Opinion

Mohamed Salah in the words of the Brits

We have so much that we can say or write about Mohamed Salah – the Egyptian football star that’s made it to the top of the British Premier League. But sometimes their words, the British ones, are more touching than ours. British writers and critics will never see Mohamed Salah with our Egyptian eyes that will always be biased towards anyone Egyptian. They don’t have to exaggerate or compliment or write or speak with their hearts. That’s why I don’t feel the need to write about Mohamed Salah from my own perspective. Here I’ll just go through some of the comments British writers have made after our beloved Momo scored a super hat-trick in Liverpool’s latest match against Watford.

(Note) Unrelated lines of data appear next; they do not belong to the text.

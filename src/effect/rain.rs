//! Rain scene
//!
//! Stormy blue-gray ambient with per-pixel noise, occasional raindrop
//! specks and a two-state lightning machine (idle / flashing).

use embassy_time::Instant;

use super::{Effect, FrameContext};
use crate::{color::Rgb, rng::TickRng};

const BASE_COLOR: Rgb = Rgb { r: 5, g: 8, b: 15 };
const DROP_COLOR: Rgb = Rgb { r: 2, g: 5, b: 10 };

/// Per-tick probability of a raindrop speck (percent).
const DROP_CHANCE: u8 = 30;

/// Bounds for the random idle time between flashes (ms).
const FLASH_DELAY_MIN_MS: i32 = 3000;
const FLASH_DELAY_MAX_MS: i32 = 8000;

/// Initial flash brightness and per-tick decay.
const FLASH_BRIGHTNESS: i32 = 255;
const FLASH_DECAY: i32 = 30;

/// Pixels lit on each side of the flash center.
const FLASH_SPREAD: i32 = 15;

/// Rain scene state.
#[derive(Debug, Clone)]
pub struct RainEffect {
    rng: TickRng,
    last_flash: Instant,
    flashing: bool,
    flash_brightness: i32,
    flash_center: i32,
}

impl RainEffect {
    pub const fn new(rng_seed: u64) -> Self {
        Self {
            rng: TickRng::new(rng_seed),
            last_flash: Instant::from_millis(0),
            flashing: false,
            flash_brightness: 0,
            flash_center: 0,
        }
    }

    /// Whether a lightning flash is in progress.
    pub const fn is_flashing(&self) -> bool {
        self.flashing
    }

    /// Remaining flash brightness (0 when idle).
    pub const fn flash_brightness(&self) -> i32 {
        if self.flashing { self.flash_brightness } else { 0 }
    }

    #[allow(clippy::cast_possible_truncation, clippy::cast_sign_loss)]
    fn add_jitter(channel: u8, jitter: i32) -> u8 {
        (i32::from(channel) + jitter).clamp(0, 255) as u8
    }
}

impl Effect for RainEffect {
    #[allow(clippy::cast_possible_truncation, clippy::cast_possible_wrap, clippy::cast_sign_loss)]
    fn render(&mut self, ctx: &FrameContext, leds: &mut [Rgb]) {
        if leds.is_empty() {
            return;
        }
        let len = leds.len() as i32;

        // Stormy base with independent per-channel noise
        for led in leds.iter_mut() {
            *led = Rgb {
                r: Self::add_jitter(BASE_COLOR.r, self.rng.range(-2, 3)),
                g: Self::add_jitter(BASE_COLOR.g, self.rng.range(-2, 3)),
                b: Self::add_jitter(BASE_COLOR.b, self.rng.range(-3, 5)),
            };
        }

        // Raindrop specks; drops do not persist or move
        if self.rng.chance(DROP_CHANCE) {
            let pos = self.rng.index(leds.len());
            leds[pos] = DROP_COLOR;
        }

        // Lightning: idle -> flashing once the random delay has elapsed
        let elapsed_ms = ctx.now.duration_since(self.last_flash).as_millis();
        let delay_ms = self.rng.range(FLASH_DELAY_MIN_MS, FLASH_DELAY_MAX_MS) as u64;
        if !self.flashing && elapsed_ms > delay_ms {
            self.flashing = true;
            self.flash_brightness = FLASH_BRIGHTNESS;
            self.flash_center = self.rng.range(len / 3, len * 2 / 3);
            self.last_flash = ctx.now;
        }

        if self.flashing {
            let start = (self.flash_center - FLASH_SPREAD).max(0);
            let end = (self.flash_center + FLASH_SPREAD).min(len);
            for i in start..end {
                let distance = (i - self.flash_center).abs();
                let brightness = self.flash_brightness * (FLASH_SPREAD - distance) / FLASH_SPREAD;
                let add = brightness.clamp(0, 255) as u8;
                let led = &mut leds[i as usize];
                led.r = led.r.saturating_add(add);
                led.g = led.g.saturating_add(add);
                led.b = led.b.saturating_add(add.saturating_add(20));
            }

            self.flash_brightness -= FLASH_DECAY;
            if self.flash_brightness <= 0 {
                self.flashing = false;
            }
        }
    }
}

In The Guardian, Chris Brereton wrote, “Mohamed Salah continued to write his own Liverpool destiny with four superb finishes in a personal performance at Anfield that was as complete and as ruthless as anything this famous stadium has seen down the decades.” He went on to say, “Two of his goals carried the same jinking manner and positional nous as that displayed by Lionel Messi”.

Brereton also quoted Liverpool boss Jürgen Klopp; “I think Mo is on the way [to being the best in the world],” Klopp said. “In a way that’s good. I don’t think Mo or anybody else wants to be compared with Lionel Messi. He is the one who is doing what he’s doing for what feels like 20 years or so. The last player [before Messi] I know who had the same influence on a team performance was Diego Maradona, another Argentinian. Mo is in a fantastic way, that’s for sure. As it always is in life if you have to have the skills, you have to show that constantly. Consistently he is very good and he helps us a lot.”

In The Independent, Carl Markham wrote about the second goal Salah scored, saying “It was a goal so good it required a second look and many of Liverpool’s substitutes left their seats on the bench to view it on a pitchside monitor. If that was good the goal which completed his hat-trick was even better and similarly Messi-esque.”

What Brereton wrote in The Guardian, and Markham in The Independent, are similar to what was written by John Aizlewood in The Sunday Times, John Richardson in the Mirror, and Michael Hincks in Sky Sports.

The BBC said in its report that the role played by Mohamed Salah with the Liverpool team is no less than the role played by Diego Maradona with the Argentine team. Salah has become the third player to succeed in scoring 25 goals for Liverpool in one season in the English Premier League after Robbie Flower and Suarez.

And in all the comments that have been made about him, the writers do not forget to attach the word ‘Egyptian’ to Salah’s name. Liverpool websites also broadcast the latest advertisement that Salah was featured in, where he stressed his pride of being Egyptian. This is particularly important during a time when the country is going through difficult circumstances. Egyptians need someone who embodies something positive for us; a role model, someone to look up to, someone who can represent Egypt and Egyptians abroad. Mohamed Salah is succeeding at this task and he should be saluted for it.